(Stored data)
......

use glam::Vec2;

use super::canvas::Canvas;

/// Largest physical edge the surface will allocate
pub const MAX_PHYSICAL_EDGE: u32 = 16_384;

/// Largest logical edge handed to scenes; bounds per-frame work
pub const MAX_LOGICAL_EDGE: f32 = 8_192.0;

/// Where a surface lives - the window or element a host draws into
pub trait SurfaceTarget {
    /// Viewport size in logical (device-independent) units
    fn viewport_size(&self) -> Vec2;

    /// Device pixel density
    fn scale_factor(&self) -> f32;

    /// Top-left of the surface on screen, in viewport units
    fn offset(&self) -> Vec2 {
        Vec2::ZERO
    }

    /// Whether a drawing context can be acquired at all
    fn has_context(&self) -> bool {
        true
    }
}

/// Drawing target with a logical size decoupled from its physical buffer
/// by a density scale
#[derive(Clone)]
pub struct Surface {
    size: Vec2,
    scale: f32,
    canvas: Canvas,
}

impl Surface {
    /// Acquire a surface for the target. None when no context is available.
    pub fn acquire(target: &dyn SurfaceTarget) -> Option<Self> {
        if !target.has_context() {
            return None;
        }
        let mut surface = Self {
            size: Vec2::ZERO,
            scale: 1.0,
            canvas: Canvas::new(0, 0),
        };
        surface.resize(target.viewport_size(), target.scale_factor());
        Some(surface)
    }

    /// Re-acquire the physical buffer for a new logical size and density.
    /// Previous contents are discarded.
    ///
    /// Oversized viewports are clamped to [`MAX_LOGICAL_EDGE`], and the
    /// density is lowered until the buffer fits [`MAX_PHYSICAL_EDGE`], so
    /// the physical buffer always covers the whole logical surface.
    pub fn resize(&mut self, size: Vec2, scale: f32) {
        let size = Vec2::new(sanitize_extent(size.x), sanitize_extent(size.y));
        let scale = if scale.is_finite() && scale > 0.0 { scale } else { 1.0 };
        let scale = fit_scale(size, scale);

        let physical_w = physical_extent(size.x, scale);
        let physical_h = physical_extent(size.y, scale);

        self.size = size;
        self.scale = scale;
        self.canvas = Canvas::with_scale(physical_w, physical_h, scale);
    }

    pub fn width(&self) -> f32 {
        self.size.x
    }

    pub fn height(&self) -> f32 {
        self.size.y
    }

    pub fn size(&self) -> Vec2 {
        self.size
    }

    pub fn scale(&self) -> f32 {
        self.scale
    }

    pub fn physical_size(&self) -> (u32, u32) {
        self.canvas.dimensions()
    }

    pub fn canvas(&self) -> &Canvas {
        &self.canvas
    }

    pub fn canvas_mut(&mut self) -> &mut Canvas {
        &mut self.canvas
    }
}

fn sanitize_extent(value: f32) -> f32 {
    if value.is_finite() && value > 0.0 {
        value.min(MAX_LOGICAL_EDGE)
    } else {
        0.0
    }
}

/// Highest density not exceeding `scale` at which `size` fits the buffer cap
fn fit_scale(size: Vec2, scale: f32) -> f32 {
    let longest = size.x.max(size.y);
    if longest <= 0.0 {
        return scale;
    }
    scale.min(MAX_PHYSICAL_EDGE as f32 / longest)
}

fn physical_extent(logical: f32, scale: f32) -> u32 {
    (logical * scale).ceil().clamp(0.0, MAX_PHYSICAL_EDGE as f32) as u32
}

/// In-memory target for headless runs and tests
#[derive(Debug, Clone, Copy)]
pub struct OffscreenTarget {
    pub size: Vec2,
    pub scale: f32,
    pub offset: Vec2,
    pub has_context: bool,
}

impl OffscreenTarget {
    pub fn new(width: f32, height: f32) -> Self {
        Self {
            size: Vec2::new(width, height),
            scale: 1.0,
            offset: Vec2::ZERO,
            has_context: true,
        }
    }

    pub fn with_scale(mut self, scale: f32) -> Self {
        self.scale = scale;
        self
    }

    pub fn with_offset(mut self, offset: Vec2) -> Self {
        self.offset = offset;
        self
    }

    /// A target whose drawing context cannot be acquired
    pub fn without_context(mut self) -> Self {
        self.has_context = false;
        self
    }
}

impl SurfaceTarget for OffscreenTarget {
    fn viewport_size(&self) -> Vec2 {
        self.size
    }

    fn scale_factor(&self) -> f32 {
        self.scale
    }

    fn offset(&self) -> Vec2 {
        self.offset
    }

    fn has_context(&self) -> bool {
        self.has_context
    }
}

#[cfg(test)]
mod tests {
    use super::*;

    #[test]
    fn acquire_scales_physical_buffer() {
        let target = OffscreenTarget::new(100.0, 50.0).with_scale(2.0);
        let surface = Surface::acquire(&target).unwrap();

        assert_eq!(surface.size(), Vec2::new(100.0, 50.0));
        assert_eq!(surface.physical_size(), (200, 100));
        assert_eq!(surface.canvas().scale(), 2.0);
    }

    #[test]
    fn acquire_fails_without_context() {
        let target = OffscreenTarget::new(100.0, 50.0).without_context();
        assert!(Surface::acquire(&target).is_none());
    }

    #[test]
    fn fractional_density_rounds_up() {
        let target = OffscreenTarget::new(101.0, 33.0).with_scale(1.5);
        let surface = Surface::acquire(&target).unwrap();
        assert_eq!(surface.physical_size(), (152, 50));
    }

    #[test]
    fn resize_reacquires_buffer() {
        let target = OffscreenTarget::new(10.0, 10.0);
        let mut surface = Surface::acquire(&target).unwrap();
        surface.canvas_mut().push(crate::core::DrawOp::Fill(crate::math::Color::WHITE));
        surface.canvas_mut().flush();

        surface.resize(Vec2::new(20.0, 5.0), 3.0);
        assert_eq!(surface.physical_size(), (60, 15));
        assert_eq!(surface.canvas().scale(), 3.0);
        assert!(surface.canvas().pixels().iter().all(|&b| b == 0));
    }

    #[test]
    fn oversized_viewport_keeps_density_rule() {
        let target = OffscreenTarget::new(12_000.0, 200.0).with_scale(2.0);
        let surface = Surface::acquire(&target).unwrap();

        assert_eq!(surface.size(), Vec2::new(MAX_LOGICAL_EDGE, 200.0));
        assert_eq!(surface.scale(), 2.0);
        assert_eq!(surface.physical_size(), (16_384, 400));
    }

    #[test]
    fn density_lowered_to_fit_buffer_cap() {
        let target = OffscreenTarget::new(6_000.0, 100.0).with_scale(4.0);
        let surface = Surface::acquire(&target).unwrap();

        let scale = surface.canvas().scale();
        assert!(scale < 4.0);
        let (w, h) = surface.physical_size();
        assert!(w <= MAX_PHYSICAL_EDGE);
        // within one pixel of the density rule, float rounding aside
        assert!((w as f32 - (6_000.0 * scale).ceil()).abs() <= 1.0);
        assert!((h as f32 - (100.0 * scale).ceil()).abs() <= 1.0);
    }

    #[test]
    fn degenerate_sizes_collapse_to_zero() {
        let mut surface = Surface::acquire(&OffscreenTarget::new(0.0, 0.0)).unwrap();
        assert_eq!(surface.physical_size(), (0, 0));

        surface.resize(Vec2::new(-5.0, f32::NAN), f32::INFINITY);
        assert_eq!(surface.size(), Vec2::ZERO);
        assert_eq!(surface.scale(), 1.0);
    }
}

......

What is being asked
Start at the first line of the data above. Stop after the line containing "pub trait SurfaceTarget", reproducing each line exactly and adding nothing.

Answer to this exercise
use glam::Vec2;

use super::canvas::Canvas;

/// Largest physical edge the surface will allocate
pub const MAX_PHYSICAL_EDGE: u32 = 16_384;

/// Largest logical edge handed to scenes; bounds per-frame work
pub const MAX_LOGICAL_EDGE: f32 = 8_192.0;

/// Where a surface lives - the window or element a host draws into
pub trait SurfaceTarget {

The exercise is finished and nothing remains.